Red Hat Bugzilla – Bug 214395
CVE-2006-4980 repr unicode buffer overflow
Last modified: 2007-04-18 13:52:35 EDT
A flaw was discovered in the way that the Python repr() function handled UTF-32/UCS-4 strings. If an application written in Python used the repr() function on untrusted data, this could lead to a denial of service or possibly allow the execution of arbitrary code with the privileges of the Python application. (CVE-2006-4980) RH announcement: http://rhn.redhat.com/errata/RHSA-2006-0713.html Looks like both FC3 and FC4 need patches. Also, Bug #168318 has another possible python bug we need to investigate before pushing a python update.

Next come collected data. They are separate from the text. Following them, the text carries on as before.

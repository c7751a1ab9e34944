//! Table-backed implementations of the query collaborators.
//!
//! Each adapter wraps tables that were loaded up front (see
//! [`crate::data::loader`]) and answers lookups from memory.

use std::collections::{BTreeMap, HashMap, HashSet};

use anyhow::{bail, Context, Result};

use crate::data::model::Table;
use crate::query::location::Location;
use crate::query::orchestrator::{Catalog, RedshiftCatalog, Selection, SpecGroup, SpectrumReader, TileIndex};
use crate::spectra::model::{Spectra, TARGETID};

pub const TARGET_RA: &str = "TARGET_RA";
pub const TARGET_DEC: &str = "TARGET_DEC";

/// Columns copied from the redshift catalog onto every target table.
pub const REDSHIFT_COLUMNS: [&str; 5] = [TARGET_RA, TARGET_DEC, "SPECTYPE", "Z", "ZWARN"];

// ---------------------------------------------------------------------------
// Angular separation
// ---------------------------------------------------------------------------

/// Great-circle distance between two sky positions, all in degrees
/// (Vincenty formula, stable at small and antipodal separations).
pub fn angular_separation_deg(ra1: f64, dec1: f64, ra2: f64, dec2: f64) -> f64 {
    let (sin_d1, cos_d1) = dec1.to_radians().sin_cos();
    let (sin_d2, cos_d2) = dec2.to_radians().sin_cos();
    let (sin_dra, cos_dra) = (ra2 - ra1).to_radians().sin_cos();

    let num = ((cos_d2 * sin_dra).powi(2) + (cos_d1 * sin_d2 - sin_d1 * cos_d2 * cos_dra).powi(2)).sqrt();
    let den = sin_d1 * sin_d2 + cos_d1 * cos_d2 * cos_dra;
    num.atan2(den).to_degrees()
}

// ---------------------------------------------------------------------------
// TableCatalog
// ---------------------------------------------------------------------------

/// Target inventory with one table per spectra group.
#[derive(Debug, Clone, Default)]
pub struct TableCatalog {
    groups: BTreeMap<SpecGroup, Table>,
}

impl TableCatalog {
    pub fn new() -> Self {
        Self::default()
    }

    /// Register the inventory for `group`. It needs `TARGETID`, `TARGET_RA`
    /// and `TARGET_DEC` columns.
    pub fn with_group(mut self, group: SpecGroup, table: Table) -> Result<Self> {
        if table.int_column(TARGETID).is_none() {
            bail!("{group} inventory has no integer {TARGETID} column");
        }
        if table.float_column(TARGET_RA).is_none() || table.float_column(TARGET_DEC).is_none() {
            bail!("{group} inventory needs float {TARGET_RA} and {TARGET_DEC} columns");
        }
        self.groups.insert(group, table);
        Ok(self)
    }

    fn cone(table: &Table, location: &Location) -> Vec<usize> {
        let (Some(ra), Some(dec)) = (table.float_column(TARGET_RA), table.float_column(TARGET_DEC)) else {
            return Vec::new();
        };
        let radius_deg = location.radius_deg();
        ra.iter()
            .zip(dec)
            .enumerate()
            .filter(|(_, (r, d))| angular_separation_deg(location.ra(), location.dec(), **r, **d) <= radius_deg)
            .map(|(i, _)| i)
            .collect()
    }

    fn by_ids(table: &Table, targetids: &[i64]) -> Vec<usize> {
        let rows = table.int_column(TARGETID).unwrap_or(&[]);
        let mut index: HashMap<i64, Vec<usize>> = HashMap::new();
        for (i, id) in rows.iter().enumerate() {
            index.entry(*id).or_default().push(i);
        }
        targetids
            .iter()
            .filter_map(|id| index.get(id))
            .flatten()
            .copied()
            .collect()
    }
}

impl Catalog for TableCatalog {
    fn lookup(&self, selection: &Selection, group: SpecGroup, product: &str) -> Result<Table> {
        let table = self
            .groups
            .get(&group)
            .with_context(|| format!("no {group} inventory loaded for {product}"))?;

        let rows = match selection {
            Selection::Location(location) => Self::cone(table, location),
            Selection::TargetIds(ids) => Self::by_ids(table, ids),
        };
        Ok(table.take(&rows))
    }
}

// ---------------------------------------------------------------------------
// TableRedshiftCatalog
// ---------------------------------------------------------------------------

/// Redshift fits keyed by `TARGETID`.
#[derive(Debug, Clone)]
pub struct TableRedshiftCatalog {
    zcat: Table,
    index: HashMap<i64, usize>,
}

impl TableRedshiftCatalog {
    pub fn new(zcat: Table) -> Result<Self> {
        let ids = zcat
            .int_column(TARGETID)
            .with_context(|| format!("redshift catalog has no integer {TARGETID} column"))?;
        for name in REDSHIFT_COLUMNS {
            if !zcat.contains_column(name) {
                bail!("redshift catalog is missing column {name}");
            }
        }
        let index = ids.iter().enumerate().map(|(i, id)| (*id, i)).collect();
        Ok(TableRedshiftCatalog { zcat, index })
    }
}

impl RedshiftCatalog for TableRedshiftCatalog {
    fn augment(&self, table: &Table, product: &str) -> Result<Table> {
        let ids = table
            .int_column(TARGETID)
            .with_context(|| format!("cannot add {product} redshifts without {TARGETID}"))?;

        let rows = ids
            .iter()
            .map(|id| {
                self.index
                    .get(id)
                    .copied()
                    .with_context(|| format!("TARGETID {id} not found in {product} redshift catalog"))
            })
            .collect::<Result<Vec<usize>>>()?;

        let mut out = table.clone();
        for name in REDSHIFT_COLUMNS {
            if let Some(column) = self.zcat.column(name) {
                out.add_column(name, column.data.take(&rows))?;
            }
        }
        Ok(out)
    }
}

// ---------------------------------------------------------------------------
// TableTileIndex
// ---------------------------------------------------------------------------

/// Fiber assignments from a table with `TILEID`, `LASTNIGHT`, `FIBER` and
/// `TARGETID` columns.
#[derive(Debug, Clone)]
pub struct TableTileIndex {
    fibermap: Table,
}

impl TableTileIndex {
    pub fn new(fibermap: Table) -> Result<Self> {
        for name in ["TILEID", "LASTNIGHT", "FIBER", TARGETID] {
            if fibermap.int_column(name).is_none() {
                bail!("tile fibermap needs an integer {name} column");
            }
        }
        Ok(TableTileIndex { fibermap })
    }

    fn ints(&self, name: &str) -> &[i64] {
        self.fibermap.int_column(name).unwrap_or(&[])
    }
}

impl TileIndex for TableTileIndex {
    fn last_night(&self, tileid: i64, _product: &str) -> Result<Option<i64>> {
        Ok(self
            .ints("TILEID")
            .iter()
            .zip(self.ints("LASTNIGHT"))
            .filter(|(t, _)| **t == tileid)
            .map(|(_, night)| *night)
            .max())
    }

    fn fiber_targets(&self, tileid: i64, night: i64, fibers: &[i64], _product: &str) -> Result<BTreeMap<i64, i64>> {
        let wanted: HashSet<i64> = fibers.iter().copied().collect();
        let tiles = self.ints("TILEID");
        let nights = self.ints("LASTNIGHT");
        let fiber_col = self.ints("FIBER");
        let targets = self.ints(TARGETID);

        Ok((0..self.fibermap.len())
            .filter(|&i| tiles[i] == tileid && nights[i] == night && wanted.contains(&fiber_col[i]))
            .map(|i| (fiber_col[i], targets[i]))
            .collect())
    }
}

// ---------------------------------------------------------------------------
// ExposureReader
// ---------------------------------------------------------------------------

/// Serves exposures out of a preloaded [`Spectra`] set.
#[derive(Debug, Clone)]
pub struct ExposureReader {
    exposures: Spectra,
}

impl ExposureReader {
    pub fn new(exposures: Spectra) -> Self {
        ExposureReader { exposures }
    }
}

impl SpectrumReader for ExposureReader {
    fn read(&self, table: &Table, product: &str) -> Result<Spectra> {
        let ids = table
            .int_column(TARGETID)
            .with_context(|| format!("cannot read {product} spectra without {TARGETID}"))?;

        let mut seen = HashSet::new();
        let unique: Vec<i64> = ids.iter().copied().filter(|id| seen.insert(*id)).collect();
        Ok(self.exposures.select_targets(&unique))
    }
}

#[cfg(test)]
mod tests {
    use super::*;
    use crate::config::InspectorConfig;
    use crate::data::model::ColumnData;

    fn inventory() -> Table {
        Table::new()
            .with_column(TARGETID, ColumnData::Integer(vec![1, 2, 3, 2]))
            .unwrap()
            .with_column(TARGET_RA, ColumnData::Float(vec![10.0, 10.001, 200.0, 10.001]))
            .unwrap()
            .with_column(TARGET_DEC, ColumnData::Float(vec![20.0, 20.0, -5.0, 20.0]))
            .unwrap()
    }

    #[test]
    fn separation() {
        assert!(angular_separation_deg(0.0, 0.0, 0.0, 0.0).abs() < 1e-12);
        assert!((angular_separation_deg(0.0, 0.0, 90.0, 0.0) - 90.0).abs() < 1e-10);
        assert!((angular_separation_deg(0.0, 90.0, 123.0, 0.0) - 90.0).abs() < 1e-10);
        assert!((angular_separation_deg(0.0, 0.0, 180.0, 0.0) - 180.0).abs() < 1e-10);
        // wraps across RA = 0
        assert!((angular_separation_deg(359.5, 0.0, 0.5, 0.0) - 1.0).abs() < 1e-10);
    }

    #[test]
    fn cone_lookup() {
        let catalog = TableCatalog::new().with_group(SpecGroup::Healpix, inventory()).unwrap();
        let config = InspectorConfig::default();

        let small = Location::parse("10,20,1", &config).unwrap();
        let t = catalog.lookup(&Selection::Location(small), SpecGroup::Healpix, "iron").unwrap();
        assert_eq!(t.int_column(TARGETID).unwrap(), &[1]);

        let wide = Location::parse("10,20,10", &config).unwrap();
        let t = catalog.lookup(&Selection::Location(wide), SpecGroup::Healpix, "iron").unwrap();
        assert_eq!(t.int_column(TARGETID).unwrap(), &[1, 2, 2]);

        assert!(catalog.lookup(&Selection::Location(wide), SpecGroup::Tiles, "iron").is_err());
    }

    #[test]
    fn id_lookup_follows_request_order() {
        let catalog = TableCatalog::new().with_group(SpecGroup::Tiles, inventory()).unwrap();
        let t = catalog
            .lookup(&Selection::TargetIds(vec![3, 99, 2]), SpecGroup::Tiles, "iron")
            .unwrap();
        assert_eq!(t.int_column(TARGETID).unwrap(), &[3, 2, 2]);
    }

    #[test]
    fn augment_adds_redshift_columns() {
        let zcat = Table::new()
            .with_column(TARGETID, ColumnData::Integer(vec![2, 1]))
            .unwrap()
            .with_column(TARGET_RA, ColumnData::Float(vec![10.001, 10.0]))
            .unwrap()
            .with_column(TARGET_DEC, ColumnData::Float(vec![20.0, 20.0]))
            .unwrap()
            .with_column("SPECTYPE", ColumnData::String(vec!["QSO".into(), "GALAXY".into()]))
            .unwrap()
            .with_column("Z", ColumnData::Float(vec![2.1, 0.4]))
            .unwrap()
            .with_column("ZWARN", ColumnData::Integer(vec![0, 4]))
            .unwrap();
        let redshifts = TableRedshiftCatalog::new(zcat).unwrap();

        let targets = Table::new()
            .with_column(TARGETID, ColumnData::Integer(vec![1, 2, 1]))
            .unwrap();
        let t = redshifts.augment(&targets, "iron").unwrap();
        assert_eq!(t.float_column("Z").unwrap(), &[0.4, 2.1, 0.4]);
        assert_eq!(t.int_column("ZWARN").unwrap(), &[4, 0, 4]);
        assert_eq!(t.column_names(), vec![TARGETID, TARGET_RA, TARGET_DEC, "SPECTYPE", "Z", "ZWARN"]);

        let unknown = Table::new().with_column(TARGETID, ColumnData::Integer(vec![5])).unwrap();
        assert!(redshifts.augment(&unknown, "iron").is_err());
    }

    #[test]
    fn tile_index() {
        let fibermap = Table::new()
            .with_column("TILEID", ColumnData::Integer(vec![80605, 80605, 80605, 80605, 1000]))
            .unwrap()
            .with_column("LASTNIGHT", ColumnData::Integer(vec![20210101, 20210101, 20210205, 20210205, 20200101]))
            .unwrap()
            .with_column("FIBER", ColumnData::Integer(vec![0, 1, 0, 1, 0]))
            .unwrap()
            .with_column(TARGETID, ColumnData::Integer(vec![10, 11, 20, 21, 30]))
            .unwrap();
        let index = TableTileIndex::new(fibermap).unwrap();

        assert_eq!(index.last_night(80605, "iron").unwrap(), Some(20210205));
        assert_eq!(index.last_night(1, "iron").unwrap(), None);

        let map = index.fiber_targets(80605, 20210205, &[1], "iron").unwrap();
        assert_eq!(map, BTreeMap::from([(1, 21)]));
    }
}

-----BEGIN PGP SIGNED MESSAGE----- Hash: SHA1 I've created updated packages to fix this issue. The FC3 package also includes a patch for CAN-2005-2491 see bug #168318 The patches are based off of EL4 patches, but I had to modify the line numbers for FC4. For both this and CAN-2005-2491, FC3 uses the same patches as used in the EL4 updates. FC3: http://www.cs.ucsb.edu/~jeff/legacy/python-2.3.4-13.2.legacy.src.rpm 10cadc979b55487f7e7cf4701052512d756e099a python-2.3.4-13.2.legacy.src.rpm FC4: http://www.cs.ucsb.edu/~jeff/legacy/python-2.4.3-8.FC4.1.legacy.src.rpm 717c99f5b9c46e2662a00c167ff2d2f1b83a701c python-2.4.3-8.FC4.1.legacy.src.rpm -----BEGIN PGP SIGNATURE----- Version: GnuPG v1.4.5 (Darwin) iD8DBQFFU82vKe7MLJjUbNMRAoo0AJ9SpbCGKntSDEQTBhWnzO0bte6btACfeMg3 LLPCV271uGKlmPC0+SsfKwA= =Ly2D -----END PGP SIGNATURE-----
*** Bug 168318 has been marked as a duplicate of this bug. ***
Thanks for the packages, Jeff. You have been one busy guy!! :) Now I need to get busy! :)
FC3 and FC4 are no longer supported.